_Excerpted data:_
..............................
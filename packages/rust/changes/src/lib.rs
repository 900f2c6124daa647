//! Content hashing and batch-level change detection.
//!
//! Two independent dedup layers live on top of [`digest`]:
//! - the ledger uses the digest of a unit's bytes as its identity key;
//! - the batch detector in [`batch`] keeps a name → digest side file and
//!   answers the coarser question "has anything in this batch changed?".

pub mod batch;

use std::io::Read;
use std::path::Path;

use sha2::{Digest, Sha256};

use ledgerflow_shared::{LedgerflowError, Result};

pub use batch::{BatchCheck, BatchDecision, BatchDiff, ChangeDigest, check_batch, diff_digests, should_reprocess};

/// Length of a hex digest produced by [`digest`].
pub const DIGEST_HEX_LEN: usize = 64;

/// SHA-256 of `bytes` as lowercase hex.
pub fn digest(bytes: &[u8]) -> String {
    let mut hasher = Sha256::new();
    hasher.update(bytes);
    format!("{:x}", hasher.finalize())
}

/// SHA-256 of a file's contents, streamed in fixed-size chunks.
pub fn digest_file(path: &Path) -> Result<String> {
    let mut file = std::fs::File::open(path).map_err(|e| LedgerflowError::io(path, e))?;
    let mut hasher = Sha256::new();
    let mut buffer = [0u8; 8192];

    loop {
        let n = file
            .read(&mut buffer)
            .map_err(|e| LedgerflowError::io(path, e))?;
        if n == 0 {
            break;
        }
        hasher.update(&buffer[..n]);
    }

    Ok(format!("{:x}", hasher.finalize()))
}

/// Whether `s` looks like a digest produced by this crate.
pub fn is_digest(s: &str) -> bool {
    s.len() == DIGEST_HEX_LEN && s.bytes().all(|b| matches!(b, b'0'..=b'9' | b'a'..=b'f'))
}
..............................
_Instructions to follow:_
All of the material is to be given again exactly.

_Answer section:_
filename packages/rust/changes/src/lib.rs
repository 900f2c6124daa647
//! Content hashing and batch-level change detection.
//!
//! Two independent dedup layers live on top of [`digest`]:
//! - the ledger uses the digest of a unit's bytes as its identity key;
//! - the batch detector in [`batch`] keeps a name → digest side file and
//!   answers the coarser question "has anything in this batch changed?".

pub mod batch;

use std::io::Read;
use std::path::Path;

use sha2::{Digest, Sha256};

use ledgerflow_shared::{LedgerflowError, Result};

pub use batch::{BatchCheck, BatchDecision, BatchDiff, ChangeDigest, check_batch, diff_digests, should_reprocess};

/// Length of a hex digest produced by [`digest`].
pub const DIGEST_HEX_LEN: usize = 64;

/// SHA-256 of `bytes` as lowercase hex.
pub fn digest(bytes: &[u8]) -> String {
    let mut hasher = Sha256::new();
    hasher.update(bytes);
    format!("{:x}", hasher.finalize())
}

/// SHA-256 of a file's contents, streamed in fixed-size chunks.
pub fn digest_file(path: &Path) -> Result<String> {
    let mut file = std::fs::File::open(path).map_err(|e| LedgerflowError::io(path, e))?;
    let mut hasher = Sha256::new();
    let mut buffer = [0u8; 8192];

    loop {
        let n = file
            .read(&mut buffer)
            .map_err(|e| LedgerflowError::io(path, e))?;
        if n == 0 {
            break;
        }
        hasher.update(&buffer[..n]);
    }

    Ok(format!("{:x}", hasher.finalize()))
}

/// Whether `s` looks like a digest produced by this crate.
pub fn is_digest(s: &str) -> bool {
    s.len() == DIGEST_HEX_LEN && s.bytes().all(|b| matches!(b, b'0'..=b'9' | b'a'..=b'f'))
}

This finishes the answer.